Not deferential enough: Ostara

Posted Tuesday, March 11, 2014 in Opinion

Not deferential enough: Ostara

by Gina Hamilton

The next day in the Wheel is the spring equinox, on or around the 20th of March. It is the first day of spring, and is associated with fecundity.  In the Celtic tradition, the holiday is associated with the goddess Oestre, or Ostara, named after the eastern star (actually the planet Venus). Oestre was a fairly minor deity.  She is mostly noted for the animals that fall under her protection - the very young domesticated animals, wild bunnies, and birds.  It is no accident that at this time of the year, celebrations of the waking earth are everywhere, from Easter baskets and bunnies, to new chicks, ducklings, lambs and kids.

The equinoces are special because day and night are of equal length, so from here until fall, there will be more light than dark. The equinoces are often celebrated with a bonfire that burns all night from sundown to sunrise, and dancing, music, and feasting.

But the vernal equinox, unlike the autumn equinox harvest festival, is less about a celebration and more about getting to work. The Brideog corn dolly, saved from Lammas the August before and made into a figure of the maiden goddess Brigid in February, is now sacrificed.  The first furrows are dug for the earliest planting - typically peas, barley, oats, and beans.  The Brideog is interred into the fields, and a quart of cider is poured over it. 

The cider is an interesting addition, because it will acidify the soil, making it hospitable for certain plants that cannot grow otherwise, and kill certain fungi that can cause significant problems later on.

The person who commits the doll to the soil is the woman closest to the age of fertility - usually the mother of the household, but in the absence of a mother, the eldest daughter or a young grandmother may perform the honors. 

As the men dig the cornrows, she will follow behind them and sprinkle seed in the first row, then give the task to the children to complete as the men tamp down the soil behind them.

Once the first rows are planted, the family ties on bells on their wrists, and joins hands in a circle, singing a song praising Eoestre or Brigid, still in her guise as the maiden who brings creation. 

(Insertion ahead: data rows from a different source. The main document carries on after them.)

//! Prometheus-kompatible Metriken fuer voicebridge
//!
//! Registrierte Metriken:
//! - `voicebridge_frames_total` – Counter: Abgefangene Frames (ergebnis)
//! - `voicebridge_outbound_total` – Counter: Engine-Frames (ergebnis)
//! - `voicebridge_codec_slots` – Gauge: Lebende Slot-Codecs
//! - `voicebridge_inbound_seconds` – Histogram: Dauer eines abgefangenen Broadcasts
//!
//! Jede Instanz hat ihre eigene Registry; der Host stellt sie nach Bedarf
//! ueber `als_text()` bereit.

use anyhow::Result;
use prometheus::{
    Encoder, Histogram, HistogramOpts, IntCounterVec, IntGauge, Opts, Registry, TextEncoder,
};
use std::sync::Arc;

/// Alle voicebridge-Prometheus-Metriken
#[derive(Clone)]
pub struct BridgeMetrics {
    pub registry: Arc<Registry>,

    pub frames_total: IntCounterVec,
    pub outbound_total: IntCounterVec,
    pub codec_slots: IntGauge,
    pub inbound_seconds: Histogram,
}

impl BridgeMetrics {
    /// Erstellt und registriert alle Metriken in einer neuen Registry
    pub fn neu() -> Result<Self> {
        let registry = Registry::new();

        let frames_total = IntCounterVec::new(
            Opts::new(
                "voicebridge_frames_total",
                "Abgefangene Sprach-Frames nach Ergebnis",
            ),
            &["ergebnis"],
        )?;
        registry.register(Box::new(frames_total.clone()))?;

        let outbound_total = IntCounterVec::new(
            Opts::new(
                "voicebridge_outbound_total",
                "Von der Engine gesendete Frames nach Ergebnis",
            ),
            &["ergebnis"],
        )?;
        registry.register(Box::new(outbound_total.clone()))?;

        let codec_slots = IntGauge::with_opts(Opts::new(
            "voicebridge_codec_slots",
            "Anzahl lebender Slot-Codecs",
        ))?;
        registry.register(Box::new(codec_slots.clone()))?;

        let inbound_seconds = Histogram::with_opts(
            HistogramOpts::new(
                "voicebridge_inbound_seconds",
                "Dauer eines abgefangenen Broadcasts in Sekunden",
            )
            .buckets(vec![
                0.000_05, 0.000_1, 0.000_25, 0.000_5, 0.001, 0.002_5, 0.005, 0.01,
            ]),
        )?;
        registry.register(Box::new(inbound_seconds.clone()))?;

        Ok(Self {
            registry: Arc::new(registry),
            frames_total,
            outbound_total,
            codec_slots,
            inbound_seconds,
        })
    }

    /// Zaehlt einen abgefangenen Frame
    pub fn frame_zaehlen(&self, ergebnis: &str) {
        self.frames_total.with_label_values(&[ergebnis]).inc();
    }

    /// Zaehlt Engine-Frames seit dem letzten Tick
    pub fn outbound_zaehlen(&self, ergebnis: &str, anzahl: u64) {
        if anzahl > 0 {
            self.outbound_total
                .with_label_values(&[ergebnis])
                .inc_by(anzahl);
        }
    }

    /// Exportiert alle Metriken im Prometheus-Textformat
    pub fn als_text(&self) -> Result<String> {
        let encoder = TextEncoder::new();
        let metric_families = self.registry.gather();
        let mut buffer = Vec::new();
        encoder.encode(&metric_families, &mut buffer)?;
        Ok(String::from_utf8(buffer)?)
    }
}
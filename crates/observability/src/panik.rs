//! Panik-Hook – leitet Panics ins Fehlerlog des Hosts
//!
//! Ein Panic innerhalb der Extension landet sonst auf stderr, das der
//! Spielserver meist verwirft.

use std::sync::Once;

/// Tracing-Target fuer Panik-Meldungen
pub const PANIK_TARGET: &str = "voicebridge::panik";

static INSTALLIERT: Once = Once::new();

/// Installiert den Hook einmal pro Prozess
pub fn panic_hook_installieren() {
    INSTALLIERT.call_once(|| {
        std::panic::set_hook(Box::new(|info| {
            let nachricht = info
                .payload()
                .downcast_ref::<&str>()
                .map(|s| s.to_string())
                .or_else(|| info.payload().downcast_ref::<String>().cloned())
                .unwrap_or_else(|| "unbekannte Panik".to_string());

            match info.location() {
                Some(ort) => tracing::error!(
                    target: PANIK_TARGET,
                    datei = ort.file(),
                    zeile = ort.line(),
                    "Panik: {}",
                    nachricht
                ),
                None => tracing::error!(target: PANIK_TARGET, "Panik: {}", nachricht),
            }
        }));
    });
}
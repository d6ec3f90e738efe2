//! Gemeinsame Fakes fuer die Integrationstests
//!
//! Hook und Engine schreiben in ein geteiltes Protokoll, damit die
//! Reihenfolge beim Laden und Entladen pruefbar ist.

#![allow(dead_code)]

use std::cell::RefCell;
use std::collections::HashMap;
use std::rc::Rc;

use voicebridge_core::{AccountId, BridgeError, PayloadMode, Result, SlotIndex, VoiceFrame};
use voicebridge_extension::{ExtensionConfig, VoiceExtension};
use voicebridge_voice::{
    BroadcastCall, ClientHandle, ClientInfo, ExternalEngine, HookHandle, HostClients,
    InterceptionHook, OutboundSink,
};

pub type Protokoll = Rc<RefCell<Vec<String>>>;

pub fn slot(n: i32) -> SlotIndex {
    SlotIndex::new(n).unwrap()
}

// ---------------------------------------------------------------------------
// Host
// ---------------------------------------------------------------------------

#[derive(Default)]
pub struct FakeHost {
    clients: HashMap<SlotIndex, ClientInfo>,
    naechster: u64,
    pub bots_erstellt: usize,
    pub letzter_bot_name: Option<String>,
}

impl FakeHost {
    pub fn verbinden(&mut self, slot: SlotIndex, account: u64) -> ClientHandle {
        self.naechster += 1;
        let handle = ClientHandle(self.naechster);
        self.clients.insert(
            slot,
            ClientInfo {
                connected: true,
                in_game: true,
                fake: false,
                account_id: AccountId(account),
                handle,
            },
        );
        handle
    }

    pub fn ladebildschirm(&mut self, slot: SlotIndex) {
        if let Some(info) = self.clients.get_mut(&slot) {
            info.in_game = false;
        }
    }

    pub fn trennen(&mut self, slot: SlotIndex) {
        self.clients.remove(&slot);
    }

    pub fn handle_von(&self, slot: SlotIndex) -> Option<ClientHandle> {
        self.clients.get(&slot).map(|c| c.handle)
    }
}

impl HostClients for FakeHost {
    fn client_info(&self, slot: SlotIndex) -> Option<ClientInfo> {
        self.clients.get(&slot).copied()
    }

    fn create_fake_client(&mut self, name: &str) -> Option<SlotIndex> {
        let slot = SlotIndex::alle().find(|s| !self.clients.contains_key(s))?;
        self.naechster += 1;
        self.clients.insert(
            slot,
            ClientInfo {
                connected: true,
                in_game: true,
                fake: true,
                account_id: AccountId(0),
                handle: ClientHandle(self.naechster),
            },
        );
        self.bots_erstellt += 1;
        self.letzter_bot_name = Some(name.to_string());
        Some(slot)
    }
}

// ---------------------------------------------------------------------------
// Hook
// ---------------------------------------------------------------------------

pub struct ProtokollHook {
    protokoll: Protokoll,
    pub aufrufe: Vec<(ClientHandle, Vec<u8>, bool)>,
    pub ziel_fehlt: bool,
}

impl ProtokollHook {
    pub fn neu(protokoll: &Protokoll) -> Self {
        Self {
            protokoll: Rc::clone(protokoll),
            aufrufe: Vec::new(),
            ziel_fehlt: false,
        }
    }
}

impl InterceptionHook for ProtokollHook {
    fn install(&mut self, target: &str) -> Result<HookHandle> {
        if self.ziel_fehlt {
            return Err(BridgeError::HookNichtGefunden(target.to_string()));
        }
        self.protokoll
            .borrow_mut()
            .push(format!("hook_installiert:{target}"));
        Ok(HookHandle(7))
    }

    fn call_original(&mut self, _handle: HookHandle, call: BroadcastCall<'_>) {
        self.aufrufe
            .push((call.client, call.payload.to_vec(), call.flag));
    }

    fn uninstall(&mut self, _handle: HookHandle) {
        self.protokoll.borrow_mut().push("hook_deaktiviert".into());
    }
}

// ---------------------------------------------------------------------------
// Engine
// ---------------------------------------------------------------------------

#[derive(Debug, Clone, PartialEq)]
pub struct Eingang {
    pub slot: SlotIndex,
    pub account_id: AccountId,
    pub gain: Option<f32>,
    pub mode: PayloadMode,
    pub payload: Vec<u8>,
}

pub struct SkriptEngine {
    protokoll: Protokoll,
    pub eingaenge: Vec<Eingang>,
    /// `None` gibt die Eingabe unveraendert zurueck
    pub antwort: Option<Vec<u8>>,
    /// Wird beim naechsten Pump zugestellt
    pub ausgehend: Vec<(i32, Vec<u8>)>,
    pub init_fehler: bool,
}

impl SkriptEngine {
    pub fn neu(protokoll: &Protokoll) -> Self {
        Self {
            protokoll: Rc::clone(protokoll),
            eingaenge: Vec::new(),
            antwort: None,
            ausgehend: Vec::new(),
            init_fehler: false,
        }
    }
}

impl ExternalEngine for SkriptEngine {
    fn init(&mut self, listen_address: &str) -> Result<()> {
        if self.init_fehler {
            return Err(BridgeError::EngineInit(format!(
                "Port {listen_address} belegt"
            )));
        }
        self.protokoll
            .borrow_mut()
            .push(format!("engine_init:{listen_address}"));
        Ok(())
    }

    fn shutdown(&mut self) {
        self.protokoll.borrow_mut().push("engine_beendet".into());
    }

    fn pump(&mut self, sink: &mut dyn OutboundSink) {
        for (selector, payload) in self.ausgehend.drain(..) {
            sink.deliver_outbound(selector, &payload);
        }
    }

    fn deliver_inbound(&mut self, frame: VoiceFrame<'_>) -> Vec<u8> {
        self.eingaenge.push(Eingang {
            slot: frame.slot,
            account_id: frame.account_id,
            gain: frame.gain,
            mode: frame.mode,
            payload: frame.payload.to_vec(),
        });
        self.antwort
            .clone()
            .unwrap_or_else(|| frame.payload.to_vec())
    }
}

// ---------------------------------------------------------------------------
// Aufbau
// ---------------------------------------------------------------------------

pub type TestExtension = VoiceExtension<FakeHost, ProtokollHook, SkriptEngine>;

pub fn passthrough_config() -> ExtensionConfig {
    ExtensionConfig::default()
}

pub fn transcode_config() -> ExtensionConfig {
    ExtensionConfig::aus_toml(
        r#"
        [bridge]
        mode = "transcode"
        listen_address = "127.0.0.1:50051"
    "#,
    )
    .unwrap()
}

/// Laedt eine Extension mit einem verbundenen Spieler in Slot 1
pub fn laden(config: &ExtensionConfig) -> (TestExtension, Protokoll, ClientHandle) {
    let protokoll = Protokoll::default();
    let mut host = FakeHost::default();
    let spieler = host.verbinden(slot(1), 76561198000000001);
    let ext = VoiceExtension::laden(
        config,
        host,
        ProtokollHook::neu(&protokoll),
        SkriptEngine::neu(&protokoll),
    )
    .expect("Laden sollte gelingen");
    (ext, protokoll, spieler)
}
//! Codec-Konfiguration fuer die Wire-Frames
//!
//! Der Wire-Codec arbeitet mit fester Bitrate (CBR), damit jeder komprimierte
//! Frame exakt gleich viele Bytes belegt. Nur so laesst sich eine Payload mit
//! mehreren aneinandergehaengten Frames ohne Laengenpraefix wieder zerlegen.

use serde::{Deserialize, Serialize};

use crate::error::{AudioError, AudioResult};

/// Obergrenze fuer einen einzelnen Opus-Frame laut RFC 6716
pub const MAX_FRAME_BYTES: usize = 1275;

/// Abtastrate fuer Opus
#[derive(Debug, Default, Clone, Copy, PartialEq, Eq, Serialize, Deserialize)]
#[serde(rename_all = "snake_case")]
pub enum SampleRate {
    /// 8 kHz – Schmalband
    Hz8000 = 8000,
    /// 12 kHz – Mittelband
    Hz12000 = 12000,
    /// 16 kHz – Breitband
    Hz16000 = 16000,
    /// 24 kHz – Superbreitband (Standard fuer Spielsprache)
    #[default]
    Hz24000 = 24000,
    /// 48 kHz – Vollband
    Hz48000 = 48000,
}

/// Frame-Groesse in Zehntelmillisekunden
#[derive(Debug, Default, Clone, Copy, PartialEq, Eq, Serialize, Deserialize)]
#[serde(rename_all = "snake_case")]
pub enum FrameSizeMs {
    Ms2_5 = 25,
    Ms5 = 50,
    Ms10 = 100,
    /// 20 ms – Standard
    #[default]
    Ms20 = 200,
    Ms40 = 400,
    Ms60 = 600,
}

impl FrameSizeMs {
    /// Berechnet die Anzahl der Samples pro Frame bei gegebener Abtastrate
    pub fn samples_per_frame(&self, sample_rate: SampleRate) -> u32 {
        // ms_x10 / 10 * rate / 1000 = ms_x10 * rate / 10000
        (*self as u32) * (sample_rate as u32) / 10000
    }
}

/// Feste Qualitaetsstufe aller 64 Slot-Codecs
#[derive(Debug, Clone, PartialEq, Eq, Serialize, Deserialize)]
#[serde(default)]
pub struct CodecConfig {
    /// Abtastrate (mono)
    pub sample_rate: SampleRate,
    /// Frame-Groesse
    pub frame_size: FrameSizeMs,
    /// Konstante Bitrate in Bit/s
    pub bitrate_bps: u32,
    /// Komplexitaet (0–10)
    pub complexity: u8,
}

impl Default for CodecConfig {
    fn default() -> Self {
        // 25.6 kbit/s bei 20 ms ergibt 64 Byte pro Frame
        Self {
            sample_rate: SampleRate::Hz24000,
            frame_size: FrameSizeMs::Ms20,
            bitrate_bps: 25_600,
            complexity: 8,
        }
    }
}

impl CodecConfig {
    /// Validiert die Konfiguration
    pub fn validieren(&self) -> AudioResult<()> {
        if !(6_000..=510_000).contains(&self.bitrate_bps) {
            return Err(AudioError::Konfiguration(format!(
                "Bitrate muss zwischen 6 und 510 kbps liegen (war: {} bps)",
                self.bitrate_bps
            )));
        }
        if self.complexity > 10 {
            return Err(AudioError::Konfiguration(format!(
                "Komplexitaet muss zwischen 0 und 10 liegen (war: {})",
                self.complexity
            )));
        }
        let bits_x10 = self.bitrate_bps as u64 * self.frame_size as u64;
        if bits_x10 % 80_000 != 0 {
            return Err(AudioError::Konfiguration(format!(
                "Bitrate {} bps ergibt bei {:?} keine ganze Byte-Anzahl pro Frame",
                self.bitrate_bps, self.frame_size
            )));
        }
        if self.frame_bytes() > MAX_FRAME_BYTES {
            return Err(AudioError::Konfiguration(format!(
                "Frame waere {} Bytes gross (max. {})",
                self.frame_bytes(),
                MAX_FRAME_BYTES
            )));
        }
        Ok(())
    }

    /// PCM-Samples pro Frame
    pub fn frame_samples(&self) -> usize {
        self.frame_size.samples_per_frame(self.sample_rate) as usize
    }

    /// Komprimierte Bytes pro Frame
    pub fn frame_bytes(&self) -> usize {
        (self.bitrate_bps as u64 * self.frame_size as u64 / 80_000) as usize
    }
}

Something sweet is usually prepared - cakes with dried plums or apricots or applesauce tarts - and a meal consisting of eggs is also prepared.  Celebrating the colors of the season by dyeing eggs is traditional, and may correspond with the first dyeing of sheep's fleece in the spring, which also, traditionally, occurs on the first day of spring.

In the Christian tradition, the first day of spring has an important role as well.  Easter falls on the first Sunday after the first full moon after the Vernal Equinox.  As a moveable feast, unlike Christmas or most of the saint days, Easter has to be calculated carefully by timing the lunar phases with the solar calendar.  This resulted in the commissioning of a new calendar in the sixteenth century, and led to a whole new universe - one in which the Earth revolved around the sun in a wheel, rather than the sun, planets and stars revolving around the Earth.

Almost exactly as the early Celtic pagans described it.